A closer examination reveals some unlikely but fascinating details. Pera's gossamer robe looks suspiciously like a contemporary evening gown, while her waist is so tiny that a man could practically encircle it with one hand. Her jewellery suggests the wealth and affluence commonly associated with desirable women. She wears seamed stockings (and high heels!), despite the centuries-long isolation of her jungle stronghold. Perhaps the most telling factor is that Pera is blond - not just rich young, and pretty, but a platinum blond straight out of a Jean Harlow romantic comedy. Even back in the thirties, blonds were considered infinitely more spankworthy than brunettes, which made Pera a prime candidate for a hot bottom.

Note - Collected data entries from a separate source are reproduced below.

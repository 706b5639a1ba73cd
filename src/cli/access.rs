//! `role` and `admin` commands

use anyhow::Result;

use super::node::confirm;
use super::{AdminCommand, RoleCommand, Session};

pub async fn run_role(session: &Session, cmd: RoleCommand) -> Result<()> {
    let registry = session.registry()?;

    let pending = match cmd {
        RoleCommand::Has { role, account } => {
            let has = registry.has_role(role, account).await?;
            let admin = registry.get_role_admin(role).await?;
            println!("{account} {} {role} (administered by {admin})", if has { "has" } else { "lacks" });
            return Ok(());
        }
        RoleCommand::Grant { role, account } => registry.grant_role(role, account).await?,
        RoleCommand::Revoke { role, account } => registry.revoke_role(role, account).await?,
        RoleCommand::Renounce { role, account } => registry.renounce_role(role, account).await?,
    };

    confirm(pending).await
}

pub async fn run_admin(session: &Session, cmd: AdminCommand) -> Result<()> {
    let registry = session.registry()?;

    let pending = match cmd {
        AdminCommand::BeginTransfer { new_admin } => {
            registry.begin_default_admin_transfer(new_admin).await?
        }
        AdminCommand::AcceptTransfer => registry.accept_default_admin_transfer().await?,
        AdminCommand::CancelTransfer => registry.cancel_default_admin_transfer().await?,
        AdminCommand::ChangeDelay { new_delay } => {
            registry.change_default_admin_delay(new_delay).await?
        }
        AdminCommand::RollbackDelay => registry.rollback_default_admin_delay().await?,
        AdminCommand::SetMaxActive { max_active_nodes } => {
            registry.set_max_active_nodes(max_active_nodes).await?
        }
        AdminCommand::SetCommission { bps } => {
            registry.set_node_operator_commission_percent(bps).await?
        }
        AdminCommand::SetBaseUri { base_uri } => registry.set_base_uri(base_uri).await?,
    };

    confirm(pending).await
}
use std::fs;
use std::path::{Path, PathBuf};

use anyhow::{Context, Result};
use serde::Deserialize;

const DEFAULT_CONFIRMATIONS: u64 = 1;
const DEFAULT_RECEIPT_TIMEOUT_SECS: u64 = 120;
const DEFAULT_LOG_CHUNK_SIZE: u64 = 10_000;

#[derive(Debug, Clone, Deserialize)]
#[serde(deny_unknown_fields)]
pub struct Config {
    /// HTTP or WebSocket JSON-RPC endpoint
    pub rpc: Option<String>,
    /// IPC socket path, used when `rpc` is unset
    pub ipc: Option<String>,
    /// Address of the deployed registry
    pub contract: Option<String>,
    /// Environment variable holding the signing key
    pub private_key_env: Option<String>,
    /// Expected chain id; checked on connect when set
    pub chain_id: Option<u64>,

    #[serde(default = "default_confirmations")]
    pub confirmations: u64,
    #[serde(default = "default_receipt_timeout")]
    pub receipt_timeout_secs: u64,
    /// Maximum block span of a single `eth_getLogs` request
    #[serde(default = "default_log_chunk_size")]
    pub log_chunk_size: u64,
    /// First block to scan for events (usually the deployment block)
    #[serde(default)]
    pub start_block: u64,

    /// Event index database path
    pub database: Option<PathBuf>,
}

impl Default for Config {
    fn default() -> Self {
        Self {
            rpc: None,
            ipc: None,
            contract: None,
            private_key_env: None,
            chain_id: None,
            confirmations: DEFAULT_CONFIRMATIONS,
            receipt_timeout_secs: DEFAULT_RECEIPT_TIMEOUT_SECS,
            log_chunk_size: DEFAULT_LOG_CHUNK_SIZE,
            start_block: 0,
            database: None,
        }
    }
}

fn non_empty(value: Option<&str>) -> Option<&str> {
    value.map(str::trim).filter(|s| !s.is_empty())
}

fn default_confirmations() -> u64 {
    DEFAULT_CONFIRMATIONS
}

fn default_receipt_timeout() -> u64 {
    DEFAULT_RECEIPT_TIMEOUT_SECS
}

fn default_log_chunk_size() -> u64 {
    DEFAULT_LOG_CHUNK_SIZE
}

impl Config {
    /// Endpoint to connect to: `rpc` first, then `ipc`
    pub fn endpoint(&self) -> Option<&str> {
        non_empty(self.rpc.as_deref()).or_else(|| non_empty(self.ipc.as_deref()))
    }

    /// Event index path, falling back to the data dir
    pub fn database_path(&self) -> Option<PathBuf> {
        self.database.clone().or_else(events_db_path)
    }
}

/// Load the configuration file
///
/// A missing file yields defaults; a malformed one is an error.
pub fn load(explicit: Option<&Path>) -> Result<Config> {
    let path = match explicit {
        Some(path) => path.to_path_buf(),
        None => match config_path() {
            Some(path) if path.exists() => path,
            _ => return Ok(Config::default()),
        },
    };
    let content = fs::read_to_string(&path)
        .with_context(|| format!("read config {}", path.display()))?;
    parse(&content).with_context(|| format!("parse config {}", path.display()))
}

pub fn parse(content: &str) -> Result<Config> {
    Ok(toml::from_str::<Config>(content)?)
}

pub fn config_path() -> Option<PathBuf> {
    if let Some(path) = std::env::var_os("NODEREGISTRY_CONFIG").map(PathBuf::from) {
        return Some(path);
    }
    if let Some(xdg) = std::env::var_os("XDG_CONFIG_HOME").map(PathBuf::from) {
        return Some(xdg.join("noderegistry").join("config.toml"));
    }
    if let Some(home) = std::env::var_os("HOME").map(PathBuf::from) {
        return Some(home.join(".config").join("noderegistry").join("config.toml"));
    }

    directories::ProjectDirs::from("io", "noderegistry", "noderegistry")
        .map(|dirs| dirs.config_dir().join("config.toml"))
}

pub fn data_dir() -> Option<PathBuf> {
    if let Some(xdg) = std::env::var_os("XDG_DATA_HOME").map(PathBuf::from) {
        return Some(xdg.join("noderegistry"));
    }
    if let Some(home) = std::env::var_os("HOME").map(PathBuf::from) {
        return Some(home.join(".local").join("share").join("noderegistry"));
    }
    directories::ProjectDirs::from("io", "noderegistry", "noderegistry")
        .map(|dirs| dirs.data_dir().to_path_buf())
}

pub fn events_db_path() -> Option<PathBuf> {
    data_dir().map(|dir| dir.join("events.sqlite3"))
}

pub fn export_dir() -> Option<PathBuf> {
    data_dir().map(|dir| dir.join("exports"))
}
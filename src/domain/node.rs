//! Registry node models

use alloy::primitives::{Bytes, U256};
use serde::{Deserialize, Serialize};

use crate::bindings::NodeRegistry;

/// A node entry as stored by the registry
#[derive(Debug, Clone, PartialEq, Eq, Serialize, Deserialize)]
pub struct Node {
    /// Public key the node signs envelopes with
    pub signing_key_pub: Bytes,
    /// Public HTTP endpoint of the node
    pub http_address: String,
    pub is_replication_enabled: bool,
    pub is_api_enabled: bool,
    pub is_disabled: bool,
    /// Minimum monthly fee, in micro-dollars
    pub min_monthly_fee_micro_dollars: U256,
}

/// A node paired with its id (also its ERC-721 token id)
#[derive(Debug, Clone, PartialEq, Eq, Serialize, Deserialize)]
pub struct NodeWithId {
    pub node_id: U256,
    #[serde(flatten)]
    pub node: Node,
}

impl Node {
    /// Signing key as `0x`-prefixed hex
    pub fn signing_key_hex(&self) -> String {
        format!("0x{}", hex::encode(&self.signing_key_pub))
    }

    /// Short status label used by listings
    pub fn status(&self) -> &'static str {
        match (self.is_disabled, self.is_api_enabled, self.is_replication_enabled) {
            (true, _, _) => "disabled",
            (false, true, true) => "api+replication",
            (false, true, false) => "api",
            (false, false, true) => "replication",
            (false, false, false) => "idle",
        }
    }

    /// Fee converted to whole dollars, for display only
    pub fn min_monthly_fee_dollars(&self) -> String {
        format_micro_dollars(self.min_monthly_fee_micro_dollars)
    }
}

impl From<NodeRegistry::Node> for Node {
    fn from(node: NodeRegistry::Node) -> Self {
        Self {
            signing_key_pub: node.signingKeyPub,
            http_address: node.httpAddress,
            is_replication_enabled: node.isReplicationEnabled,
            is_api_enabled: node.isApiEnabled,
            is_disabled: node.isDisabled,
            min_monthly_fee_micro_dollars: node.minMonthlyFeeMicroDollars,
        }
    }
}

impl From<Node> for NodeRegistry::Node {
    fn from(node: Node) -> Self {
        Self {
            signingKeyPub: node.signing_key_pub,
            httpAddress: node.http_address,
            isReplicationEnabled: node.is_replication_enabled,
            isApiEnabled: node.is_api_enabled,
            isDisabled: node.is_disabled,
            minMonthlyFeeMicroDollars: node.min_monthly_fee_micro_dollars,
        }
    }
}

impl From<NodeRegistry::NodeWithId> for NodeWithId {
    fn from(entry: NodeRegistry::NodeWithId) -> Self {
        Self {
            node_id: entry.nodeId,
            node: entry.node.into(),
        }
    }
}

/// Format a micro-dollar amount as `D.DDDDDD`
pub fn format_micro_dollars(amount: U256) -> String {
    let unit = U256::from(1_000_000u64);
    let whole = amount / unit;
    let frac = amount % unit;
    format!("{}.{:0>6}", whole, frac.to_string())
}

/// Commission in basis points, relative to the contract's `MAX_BPS`
#[derive(Debug, Clone, Copy, PartialEq, Eq, Serialize, Deserialize)]
pub struct Commission {
    pub bps: U256,
    pub max_bps: U256,
}

impl Commission {
    pub fn new(bps: U256, max_bps: U256) -> Self {
        Self { bps, max_bps }
    }

    /// Commission as a percentage with two decimals (e.g. "12.50%")
    pub fn percent(&self) -> String {
        if self.max_bps.is_zero() {
            return format!("{} bps", self.bps);
        }
        // hundredths of a percent
        let scaled = self.bps * U256::from(10_000u64) / self.max_bps;
        let whole = scaled / U256::from(100u64);
        let frac = scaled % U256::from(100u64);
        format!("{}.{:0>2}%", whole, frac.to_string())
    }
}
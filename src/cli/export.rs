//! `export` commands

use anyhow::Result;

use super::events::event_filter;
use super::node::list_nodes;
use super::{ExportCommand, Session};
use crate::domain::events::EventRecord;
use crate::export::{export_events, export_nodes};
use crate::registry::BlockRange;
use crate::store::EventQuery;

pub async fn run(session: &Session, cmd: ExportCommand) -> Result<()> {
    match cmd {
        ExportCommand::Nodes { format, out } => {
            let registry = session.registry()?;
            let nodes = list_nodes(&registry, None).await?;
            let path = export_nodes(&nodes, format, out.as_deref())?;
            println!("exported {} nodes to {}", nodes.len(), path.display());
        }
        ExportCommand::Events { format, out, store } => {
            let rows = if store {
                let contract = session.contract()?;
                session
                    .open_store()?
                    .events(&EventQuery::default())?
                    .iter()
                    .map(|event| event.to_row(contract))
                    .collect::<Result<Vec<_>>>()?
            } else {
                let registry = session.registry()?;
                registry
                    .query_events(
                        BlockRange::since(session.config.start_block),
                        &event_filter(&[])?,
                    )
                    .await?
                    .iter()
                    .map(EventRecord::to_row)
                    .collect()
            };
            let path = export_events(&rows, format, out.as_deref())?;
            println!("exported {} events to {}", rows.len(), path.display());
        }
    }
    Ok(())
}
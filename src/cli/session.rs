//! Connection state shared by commands

use std::path::PathBuf;
use std::time::Duration;

use alloy::primitives::Address;
use alloy::providers::DynProvider;
use anyhow::{bail, Context, Result};
use tracing::debug;

use super::GlobalArgs;
use crate::config::Config;
use crate::infrastructure::ethereum::{connect, signer_from_key, verify_chain_id, ProviderConfig};
use crate::registry::{ReceiptPolicy, RegistryClient, TxOptions};
use crate::store::EventStore;

const DEFAULT_ENDPOINT: &str = "http://localhost:8545";
const DEFAULT_KEY_ENV: &str = "NODEREGISTRY_PRIVATE_KEY";

pub struct Session {
    pub config: Config,
    pub endpoint: ProviderConfig,
    pub provider: DynProvider,
    pub chain_id: u64,
    /// Signing account, when a key was loaded
    pub sender: Option<Address>,
    contract: Option<Address>,
}

impl Session {
    /// Connect using flags first, then the configuration file
    ///
    /// `signing` requires a private key in the configured environment variable.
    pub async fn connect(globals: &GlobalArgs, config: Config, signing: bool) -> Result<Self> {
        let endpoint = resolve_endpoint(globals, &config)?;

        let key_env = globals
            .private_key_env
            .clone()
            .or_else(|| config.private_key_env.clone())
            .unwrap_or_else(|| DEFAULT_KEY_ENV.to_string());
        let signer = match std::env::var(&key_env) {
            Ok(key) if !key.trim().is_empty() => Some(
                signer_from_key(&key).with_context(|| format!("load signing key from ${key_env}"))?,
            ),
            _ if signing => bail!("this command sends a transaction; set ${key_env} to a private key"),
            _ => None,
        };
        let sender = signer.as_ref().map(|s| s.address());

        let provider = connect(&endpoint, signer).await?;
        let chain_id = verify_chain_id(&provider, config.chain_id).await?;

        let contract = match globals.contract {
            Some(address) => Some(address),
            None => config
                .contract
                .as_deref()
                .map(str::trim)
                .filter(|s| !s.is_empty())
                .map(|s| s.parse::<Address>().context("Invalid contract address in config"))
                .transpose()?,
        };
        debug!(chain_id, contract = ?contract, "session ready");

        Ok(Self {
            config,
            endpoint,
            provider,
            chain_id,
            sender,
            contract,
        })
    }

    pub fn contract(&self) -> Result<Address> {
        self.contract
            .context("no registry address; pass --contract or set `contract` in the config")
    }

    pub fn receipt_policy(&self) -> ReceiptPolicy {
        ReceiptPolicy {
            confirmations: self.config.confirmations,
            timeout: Duration::from_secs(self.config.receipt_timeout_secs),
        }
    }

    pub fn tx_options(&self) -> TxOptions {
        TxOptions {
            from: self.sender,
            ..TxOptions::default()
        }
    }

    /// Registry client configured from the session
    pub fn registry(&self) -> Result<RegistryClient<DynProvider>> {
        Ok(RegistryClient::new(self.contract()?, self.provider.clone())
            .with_tx_options(self.tx_options())
            .with_receipt_policy(self.receipt_policy())
            .with_log_chunk_size(self.config.log_chunk_size)
            .with_subscriptions(self.endpoint.supports_subscriptions()))
    }

    pub fn store_path(&self) -> Result<PathBuf> {
        self.config
            .database_path()
            .context("no data directory; set `database` in the config")
    }

    pub fn open_store(&self) -> Result<EventStore> {
        EventStore::open(&self.store_path()?, self.chain_id, self.contract()?)
    }
}

/// Endpoint from `--rpc`, `--ws`, `--ipc`, then the config, then localhost
pub fn resolve_endpoint(globals: &GlobalArgs, config: &Config) -> Result<ProviderConfig> {
    if let Some(rpc) = &globals.rpc {
        return ProviderConfig::parse(rpc);
    }
    if let Some(ws) = &globals.ws {
        return ProviderConfig::parse(ws);
    }
    if let Some(ipc) = &globals.ipc {
        #[cfg(unix)]
        {
            return Ok(ProviderConfig::Ipc(ipc.clone()));
        }
        #[cfg(not(unix))]
        {
            bail!("IPC endpoints are not supported on this platform ({})", ipc.display());
        }
    }
    ProviderConfig::parse(config.endpoint().unwrap_or(DEFAULT_ENDPOINT))
}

While spanking had been a recurrent device in newspaper strips, this was the first of its kind to appear in a costumed hero series. Falk's early experiment would set the standard for many subsequent images. Within a few years, the new medium of the comic book would gain increasing popularity, leading to a plethora of titles and genres; from superheroes to saddle operas to 'true crime' fiction. All of them would feature spanking imagery at one time or another. And each of them, to varying degrees, would trace their descent from this modest newsprint effort, in which a stern, intractible male taught a spoilt little girl a most valuable lesson.

So far as I know, Queen Pera never resurfaced after her first memorable appearance, but we may safely assume that her few thousand acts of torture and oppression were forgiven.

After all, she'd had her bottom well and truly smacked by none other than The Ghost Who Walks.